The Photonics Leadership Group (PLG) shows that the UK photonics industry reached £18.5 billion in turnover in 2024, employing ~84,800 people, with gross value added per employee > £101,000. (Optics.org)
The sector is projected to reach between £19-22 billion by 2026 and aligning to a £50 billion industry by 2035. (Optics.org)
Relevance: This provides a solid foundation for the “£170 billion” estimate — it shows the underlying industry is large, growing, and productive. The opportunity is to take this base and multiply by applications, exports, system-value and adoption.
Note: Even though £18.5 billion is large, achieving “£170 billion” means ~10× that, implying expansion across multiple sectors and markets.

Commentary & Strategic Insights

The PLG states:

“Photonics is not just growing, it’s accelerating… With £18.5 billion in output, over 84,000 high-skilled jobs, and one of the highest productivity rates in UK manufacturing…” (Design Reuse)
This underscores the strength of the laser/photonic base in the UK.
Another quote:

“The scale of impact … reinforces what those of us in the field have long known: photonics is not a niche technology, but a foundational enabler of the future economy.” (Optics.org)
Meaning: Laser/photonic systems are underpinning many strategic growth areas (AI, quantum, manufacturing, sensors), not just standalone “laser companies”.
Strategic commentary: The growth rate of photonics in the UK is “twice the speed of the rest of the UK economy”. (electrooptics.com)
This indicates competitive advantage and momentum.

My interpretation

The “£170 billion opportunity” is justified if you assume: expansion of laser/photonic applications (beyond component manufacturing into system markets), significant export growth, high value-added jobs, and productivity gains across sectors (manufacturing, defence, health).
But the multiplier is large: from ~£18.5 billion today to capturing perhaps £100s billion over a decade means careful strategy, heavy investment, and deep linkage across supply chain, adoption and global markets.
Commentary suggests that while the UK has capability, the adoption gap (getting laser/photonic tech into mass manufacturing, scaling exports) is the risk. Without adoption, growth stalls.

Key Considerations & Risks (Commentary)

A cautionary case: Some UK laser companies face funding and scaling challenges. (E.g., though not always laser‐specialised, the example of a Scottish laser/photonic firm entering administration underscores risk in commercialisation). (The Scottish Sun)
The export market is highly competitive: Germany, US, China are strong in lasers/photonic manufacturing. UK must differentiate — either via niche high‐performance, manufacturing adoption, or system-integration leadership.
Scaling from component to system/application is non-trivial: moving from selling a laser to embedding it into manufacturing lines, sensors, weapons, medical devices requires cross‐industry collaboration, regulatory compliance, large order volumes and reliability.
Skills, materials and supply-chain gaps remain: High-power lasers, advanced optics, materials (e.g., special crystals, coatings) often rely on global supply chains.
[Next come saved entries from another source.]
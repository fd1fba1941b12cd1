//! Recoverable inconsistencies found during reconstruction.
//!
//! None of these abort a reconstruction. The best-effort result is kept and
//! the condition is recorded so consumers can decide whether to trust it.

use crate::ids::{BlockId, LineId, SurfaceId};
use crate::model::{BRepModel, Region};

/// One condition requiring manual inspection.
#[derive(Debug, Clone, PartialEq, Eq)]
pub enum Inspection {
    /// A surface triangle matches no facet of the volumetric mesh.
    NonConformalTriangle {
        /// Surface owning the triangle.
        surface: SurfaceId,
        /// Triangle index in the surface mesh.
        triangle: usize,
    },
    /// A facet already claimed by another surface was matched again.
    DuplicateFacetAssignment {
        /// Surface whose triangle matched the facet second.
        surface: SurfaceId,
        /// Surface that kept the facet.
        owner: SurfaceId,
        /// Triangle index in `surface`.
        triangle: usize,
    },
    /// Matched facets of a surface in a block are neither one nor two per
    /// surface triangle.
    NonConformalBlock {
        /// Surface touching the block.
        surface: SurfaceId,
        /// Block being built.
        block: BlockId,
        /// Facets of the surface reached from inside the block.
        facets: usize,
        /// Triangles of the surface.
        triangles: usize,
    },
    /// A line was traced on a surface border neither once nor twice.
    UnexpectedLineIncidence {
        /// Traced line.
        line: LineId,
        /// Surface it was traced on.
        surface: SurfaceId,
        /// Number of times it was traced.
        count: usize,
    },
    /// A surface contains every segment of a line it is not cut along.
    UncutInternalLine {
        /// Line running through the surface.
        line: LineId,
        /// Surface not split by the line.
        surface: SurfaceId,
    },
    /// Orientation propagation never reached this surface.
    UndeterminedSign {
        /// Region being oriented.
        region: Region,
        /// Surface left at the default sign.
        surface: SurfaceId,
    },
}

impl Inspection {
    /// Human-readable message naming surfaces and blocks by name and lines
    /// by their position in `model`.
    pub fn describe(&self, model: &BRepModel) -> String {
        let surface = |id: &SurfaceId| {
            model
                .surfaces
                .get(*id)
                .map_or_else(|| "unknown surface".to_string(), |s| format!("surface '{}'", s.name))
        };
        let block = |id: &BlockId| {
            model
                .blocks
                .get(*id)
                .map_or_else(|| "unknown block".to_string(), |b| format!("block '{}'", b.name))
        };
        let line = |id: &LineId| match model.lines.keys().position(|l| l == *id) {
            Some(index) => format!("line #{index}"),
            None => "unknown line".to_string(),
        };
        let region = |r: &Region| match r {
            Region::Block(id) => block(id),
            Region::Universe => "the universe".to_string(),
        };

        match self {
            Inspection::NonConformalTriangle {
                surface: s,
                triangle,
            } => format!("triangle {triangle} of {} matches no volume facet", surface(s)),
            Inspection::DuplicateFacetAssignment {
                surface: s,
                owner,
                triangle,
            } => format!(
                "triangle {triangle} of {} matches a facet already owned by {}",
                surface(s),
                surface(owner)
            ),
            Inspection::NonConformalBlock {
                surface: s,
                block: b,
                facets,
                triangles,
            } => format!(
                "{} touches {} with {facets} facets for {triangles} triangles",
                surface(s),
                block(b)
            ),
            Inspection::UnexpectedLineIncidence {
                line: l,
                surface: s,
                count,
            } => format!("{} traced {count} times on {}", line(l), surface(s)),
            Inspection::UncutInternalLine { line: l, surface: s } => {
                format!("{} should be cut along {}", surface(s), line(l))
            }
            Inspection::UndeterminedSign { region: r, surface: s } => format!(
                "sign of {} in {} could not be determined",
                surface(s),
                region(r)
            ),
        }
    }
}

/// Ordered list of inspection entries.
#[derive(Debug, Clone, Default)]
pub struct InspectionReport {
    entries: Vec<Inspection>,
}

impl InspectionReport {
    /// Record an entry.
    pub fn push(&mut self, inspection: Inspection) {
        self.entries.push(inspection);
    }

    /// True when at least one entry was recorded.
    pub fn needs_inspection(&self) -> bool {
        !self.entries.is_empty()
    }

    /// Recorded entries, in recording order.
    pub fn entries(&self) -> &[Inspection] {
        &self.entries
    }

    /// Number of entries.
    pub fn len(&self) -> usize {
        self.entries.len()
    }

    /// True when nothing was recorded.
    pub fn is_empty(&self) -> bool {
        self.entries.is_empty()
    }
}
UK firms must secure supply resilience.
Government policy, funding and anchor demand matter: Without major anchor projects (defence, infrastructure, manufacturing modernisation) and investment, growth may be slower than forecast.

Final Take-Away

In my view, the UK’s laser/photonic opportunity is real and significant — the foundational metrics (industry size, productivity, growth rate) support it strongly. The case studies (Vector Photonics, DragonFire, industry growth statistics) show how it manifests.
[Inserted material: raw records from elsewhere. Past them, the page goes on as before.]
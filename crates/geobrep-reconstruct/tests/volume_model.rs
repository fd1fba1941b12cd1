//! Reconstruction of models described by a tetrahedral mesh.

#![allow(clippy::unwrap_used)]

mod common;

use approx::assert_relative_eq;
use common::*;
use geobrep_reconstruct::{
    reconstruct_from_volume, ReconstructError, ReconstructionParams, RegionSeed, VolumeVertex,
};
use geobrep_topo::{CollectionKind, Incidence, Inspection, Region};

#[test]
fn test_box_blocks_are_discovered() {
    let input = volume_input(&box_patches(), &VolumeOptions::default());
    let params = ReconstructionParams::default();
    let mut reconstruction = reconstruct_from_volume(&input, &params).unwrap();
    {
        let model = &reconstruction.model;
        assert_eq!(model.surfaces.len(), 11);
        assert_eq!(model.blocks.len(), 2);
        assert_eq!(model.corners.len(), 12);
        assert_eq!(model.lines.len(), 20);
        assert_eq!(model.region_boundaries(Region::Universe).len(), 10);
        assert_eq!(model.nb_surface_block_relations(Incidence::Boundary), 12);
        assert!(!model.needs_inspection());

        let lower = block_named(model, "block_1");
        assert_eq!(model.blocks[lower].polyhedra.len(), NX * NY * 2 * 6);
        assert!(model.block_boundaries(lower).contains(&surface_named(model, "bottom")));
        assert!(!model.block_boundaries(lower).contains(&surface_named(model, "top")));
    }

    let sides = reconstruction.orient(&params).unwrap();
    let model = &reconstruction.model;
    for (block, _) in &model.blocks {
        assert_relative_eq!(block_volume(model, &sides, block), 2.0, epsilon = 1e-9);
    }
    assert_relative_eq!(universe_volume(model, &sides), 4.0, epsilon = 1e-9);
}

#[test]
fn test_flipped_surfaces_still_enclose_positive_volumes() {
    let options = VolumeOptions {
        flipped: vec![TOP, HORIZON, 3, 8],
        ..VolumeOptions::default()
    };
    let params = ReconstructionParams::default();
    let mut reconstruction = reconstruct_from_volume(&volume_input(&box_patches(), &options), &params).unwrap();
    let sides = reconstruction.orient(&params).unwrap();
    let model = &reconstruction.model;
    for (block, _) in &model.blocks {
        assert_relative_eq!(block_volume(model, &sides, block), 2.0, epsilon = 1e-9);
    }
    assert_relative_eq!(universe_volume(model, &sides), 4.0, epsilon = 1e-9);
}

#[test]
fn test_shared_vertices_cluster_with_their_original() {
    let options = VolumeOptions {
        shared_horizon: true,
        ..VolumeOptions::default()
    };
    let input = volume_input(&box_patches(), &options);
    assert!(input
        .vertices
        .iter()
        .any(|v| matches!(v, VolumeVertex::Shared(_))));
    let params = ReconstructionParams::default();
    let mut reconstruction = reconstruct_from_volume(&input, &params).unwrap();
    let model = &reconstruction.model;
    assert_eq!(model.blocks.len(), 2);
    assert_eq!(model.corners.len(), 12);
    assert_eq!(model.lines.len(), 20);
    let horizon = surface_named(model, "horizon");
    for (block, _) in &model.blocks {
        assert_eq!(model.surface_block_relation(horizon, block), Some(Incidence::Boundary));
    }
    assert!(!model.needs_inspection());

    let sides = reconstruction.orient(&params).unwrap();
    let model = &reconstruction.model;
    for (block, _) in &model.blocks {
        assert_relative_eq!(block_volume(model, &sides, block), 2.0, epsilon = 1e-9);
    }
}

#[test]
fn test_region_seeds_pick_the_requested_side() {
    let mut input = volume_input(&box_patches(), &VolumeOptions::default());
    // The horizon's first triangle faces up.
    input.regions = vec![
        RegionSeed {
            name: "upper".into(),
            surface: HORIZON,
            side: true,
        },
        RegionSeed {
            name: "lower".into(),
            surface: HORIZON,
            side: false,
        },
    ];
    let model = reconstruct_from_volume(&input, &ReconstructionParams::default())
        .unwrap()
        .model;
    let upper = block_named(&model, "upper");
    let lower = block_named(&model, "lower");
    assert!(model.block_boundaries(upper).contains(&surface_named(&model, "top")));
    assert!(model.block_boundaries(lower).contains(&surface_named(&model, "bottom")));
}

#[test]
fn test_seed_outside_the_mesh_fails() {
    let mut input = volume_input(&box_patches(), &VolumeOptions::default());
    input.regions = vec![RegionSeed {
        name: "below".into(),
        surface: BOTTOM,
        side: false,
    }];
    let err = reconstruct_from_volume(&input, &ReconstructionParams::default()).unwrap_err();
    assert!(matches!(
        err,
        ReconstructError::StartingFacetNotFound { ref region, ref surface } if region == "below" && surface == "bottom"
    ));
}

#[test]
fn test_seed_in_built_block_fails() {
    let mut input = volume_input(&box_patches(), &VolumeOptions::default());
    input.regions = vec![
        RegionSeed {
            name: "a".into(),
            surface: BOTTOM,
            side: true,
        },
        RegionSeed {
            name: "b".into(),
            surface: HORIZON,
            side: false,
        },
    ];
    let err = reconstruct_from_volume(&input, &ReconstructionParams::default()).unwrap_err();
    assert!(matches!(err, ReconstructError::InvalidInput(_)));
}

#[test]
fn test_partial_fault_is_internal_and_flagged() {
    let mut patches = box_patches();
    patches.push(partial_fault());
    let input = volume_input(&patches, &VolumeOptions::default());
    let params = ReconstructionParams::default();
    let mut reconstruction = reconstruct_from_volume(&input, &params).unwrap();
    let model = &reconstruction.model;

    assert_eq!(model.blocks.len(), 2);
    assert_eq!(model.nb_collections_of_kind(CollectionKind::Fault), 1);
    let fault = surface_named(model, "fault");
    let lower = block_named(model, "block_1");
    assert_eq!(model.block_internals(lower), vec![fault]);
    assert_eq!(model.blocks_of_surface(fault), vec![(lower, Incidence::Internal)]);

    // The fault ends on three walls without cutting them.
    let wall = surface_named(model, "wall_x0_lower");
    assert!(model
        .inspection()
        .entries()
        .iter()
        .any(|entry| matches!(entry, Inspection::UncutInternalLine { surface, .. } if *surface == wall)));
    assert!(model
        .lines_of_surface(wall)
        .iter()
        .any(|(_, incidence)| *incidence == Incidence::Internal));

    // Internal surfaces stay out of the block shell.
    let sides = reconstruction.orient(&params).unwrap();
    let model = &reconstruction.model;
    assert_eq!(sides.block_side(lower, fault), None);
    assert_relative_eq!(block_volume(model, &sides, lower), 2.0, epsilon = 1e-9);
}

#[test]
fn test_non_conformal_surface_is_flagged() {
    let options = VolumeOptions {
        anti_diagonal: vec![BOTTOM],
        ..VolumeOptions::default()
    };
    let input = volume_input(&box_patches(), &options);
    let model = reconstruct_from_volume(&input, &ReconstructionParams::default())
        .unwrap()
        .model;
    let bottom = surface_named(&model, "bottom");
    let lower = block_named(&model, "block_1");
    let entries = model.inspection().entries();
    assert_eq!(
        entries
            .iter()
            .filter(|e| matches!(e, Inspection::NonConformalTriangle { surface, .. } if *surface == bottom))
            .count(),
        2
    );
    assert!(entries.contains(&Inspection::NonConformalBlock {
        surface: bottom,
        block: lower,
        facets: NX * NY * 2 - 2,
        triangles: NX * NY * 2,
    }));
    // Best effort keeps the bottom as a boundary.
    assert_eq!(model.surface_block_relation(bottom, lower), Some(Incidence::Boundary));
    assert!(model.needs_inspection());
}

#[test]
fn test_invalid_shared_reference() {
    let mut input = volume_input(&box_patches(), &VolumeOptions::default());
    input.vertices.push(VolumeVertex::Shared(input.vertices.len() + 3));
    let err = reconstruct_from_volume(&input, &ReconstructionParams::default()).unwrap_err();
    assert!(matches!(err, ReconstructError::InvalidReference { what: "shared vertex", .. }));
}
However, to truly capture something in the region of £170 billion, the UK will need to execute across a number of dimensions:

Turn advanced laser/photonic technologies into widespread adoption in manufacturing, defence, healthcare, energy.
Scale exports and global market share.
Build the supply chain, skills and ecosystem.
Align policy and investment to accelerate the adoption and scale-up rather than just R&D.

If done well, the UK could become a global hub for light-enabled technologies, not just a niche player. If not, the growth may remain smaller in scale.